There are two side platforms and three tracks. It is the only station on the line with a center track, which was installed sometime before 1987. However, it does not have a third rail and thus can only be used by diesel trains or other non-electric equipment. Just west (railroad north) of the station, tracks split from both the northbound and southbound tracks, merging to form the center track; this goes through the station and turns south, crossing the southbound track at grade. The track joins with one from the BMT Canarsie Line (below the station) and heads to the Linden Shops. Both platforms have beige windscreens and green canopies that run for the entire length.

East of this station, the New Lots Line passes over the BMT Canarsie Line. At Junius Street, a block from the station entrance, an overpass running parallel to the New Lots Line allows pedestrians on Livonia Avenue to cross over the Long Island Rail Road's open-cut Bay Ridge Branch. This overpass leads to the main entrance of the Livonia Avenue station on the BMT Canarsie Line.

===Exits===
The two street stairs to the station's only mezzanine are a block away on the south side of Livonia Avenue between Powell and Sackman Streets. The small, elevated mezzanine/station house beneath the tracks has a token booth, turnstile bank, and two staircases to the center of each of the two side platforms.

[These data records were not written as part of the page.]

use crate::{
    configuration::{NOTIFICATION_TITLE, WEBHOOK_CONNECTION_TIMEOUT, WEBHOOK_TIMEOUT},
    products::{notification_batch::NotificationBatch, unexpected::NotifyError},
    utilities::plural,
    Collector,
};
use curl::easy::{Easy2, List};
use serde::Serialize;
use serde_json::{json, Value};
use std::time::Duration;
use tracing::{debug, info, warn};


#[derive(Debug, Copy, Clone, Serialize, PartialEq, Eq)]
#[serde(rename_all = "snake_case")]
/// Notification result that isn't a failure
pub enum NotifyStatus {
    /// Webhook accepted the notification
    Sent,

    /// Nothing to send, or no webhook configured
    Skipped,
}


/// Delivers notification batches
pub trait Notifier: Send + Sync {
    /// Notify about at-risk hosts of the batch. Absent webhook or empty batch is Skipped.
    fn notify(
        &self,
        webhook_url: Option<&str>,
        batch: &NotificationBatch,
    ) -> Result<NotifyStatus, NotifyError>;
}


/// Posts MessageCard JSON payloads to an incoming webhook, single attempt
#[derive(Debug, Copy, Clone)]
pub struct WebhookNotifier {
    /// Whole request timeout
    pub timeout: Duration,

    /// Connection timeout
    pub connection_timeout: Duration,
}


impl Default for WebhookNotifier {
    fn default() -> WebhookNotifier {
        WebhookNotifier {
            timeout: Duration::from_secs(WEBHOOK_TIMEOUT),
            connection_timeout: Duration::from_secs(WEBHOOK_CONNECTION_TIMEOUT),
        }
    }
}


impl Notifier for WebhookNotifier {
    fn notify(
        &self,
        webhook_url: Option<&str>,
        batch: &NotificationBatch,
    ) -> Result<NotifyStatus, NotifyError> {
        let webhook = match webhook_url.map(str::trim) {
            Some(webhook) if !webhook.is_empty() => webhook,
            _ => {
                info!("Notifications not configured hence skipped…");
                return Ok(NotifyStatus::Skipped);
            }
        };
        if batch.is_empty() {
            debug!("No at-risk hosts, notification skipped");
            return Ok(NotifyStatus::Skipped);
        }

        let payload = serde_json::to_string(&message_card(batch))
            .map_err(|err| NotifyError::Payload(err.to_string()))?;
        info!(
            "Sending notification about {} to webhook",
            plural(batch.total_count(), "at-risk host")
        );
        match self.post(webhook, &payload) {
            Ok((code, _)) if (200..300).contains(&code) => {
                info!("Notification delivered, webhook responded: {}", code);
                Ok(NotifyStatus::Sent)
            }
            Ok((code, body)) => {
                let failure = NotifyError::DeliveryFailed(
                    webhook.to_string(),
                    format!("webhook responded: {}, body: {}", code, body),
                );
                warn!("{}", failure);
                Err(failure)
            }
            Err(err) => {
                let failure = NotifyError::DeliveryFailed(webhook.to_string(), err.to_string());
                warn!("{}", failure);
                Err(failure)
            }
        }
    }
}


impl WebhookNotifier {
    /// POST JSON payload, return response code and (shortened) body
    fn post(&self, webhook: &str, payload: &str) -> Result<(u32, String), curl::Error> {
        let mut curl = Easy2::new(Collector(Vec::new()));
        curl.url(webhook)?;
        curl.post(true)?;
        curl.post_fields_copy(payload.as_bytes())?;

        let mut headers = List::new();
        headers.append("Content-Type: application/json")?;
        headers.append("Expect:")?; // no 100-continue round trip
        curl.http_headers(headers)?;

        curl.follow_location(false)?;
        curl.connect_timeout(self.connection_timeout)?;
        curl.timeout(self.timeout)?;
        curl.perform()?;

        let code = curl.response_code()?;
        let body = String::from_utf8_lossy(&curl.get_ref().0)
            .chars()
            .take(200)
            .collect();
        Ok((code, body))
    }
}


/// MessageCard payload: title, facts of the run, bullet list of at-risk hosts
pub fn message_card(batch: &NotificationBatch) -> Value {
    let generated_at = batch
        .generated_at
        .format("%Y-%m-%d %H:%M:%S UTC")
        .to_string();
    let hosts = batch
        .entries
        .iter()
        .map(|entry| entry.to_bullet())
        .collect::<Vec<_>>()
        .join("\n\n");
    let summary = format!(
        "{}: {} need attention",
        NOTIFICATION_TITLE,
        plural(batch.total_count(), "certificate")
    );

    json!({
        "@type": "MessageCard",
        "@context": "https://schema.org/extensions",
        "summary": summary,
        "themeColor": "FF0000",
        "title": NOTIFICATION_TITLE,
        "sections": [
            {
                "activityTitle": "Certificates expiring soon or expired",
                "facts": [
                    { "name": "Alert Time", "value": generated_at },
                    { "name": "Owner", "value": batch.owner },
                    { "name": "Total Certificates", "value": batch.total_count().to_string() }
                ],
                "text": hosts,
                "markdown": true
            }
        ]
    })
}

Despite the station name, there are currently no actual entrances to this station on Junius Street; a mezzanine over Junius Street was closed many years ago, and stairs to the street were subsequently removed. However, as part of the accessibility upgrades and construction of the free transfer to Livonia Avenue station, the mezzanine over Junius Street is currently being rebuilt with elevator access, once again providing direct access to/from the namesake street.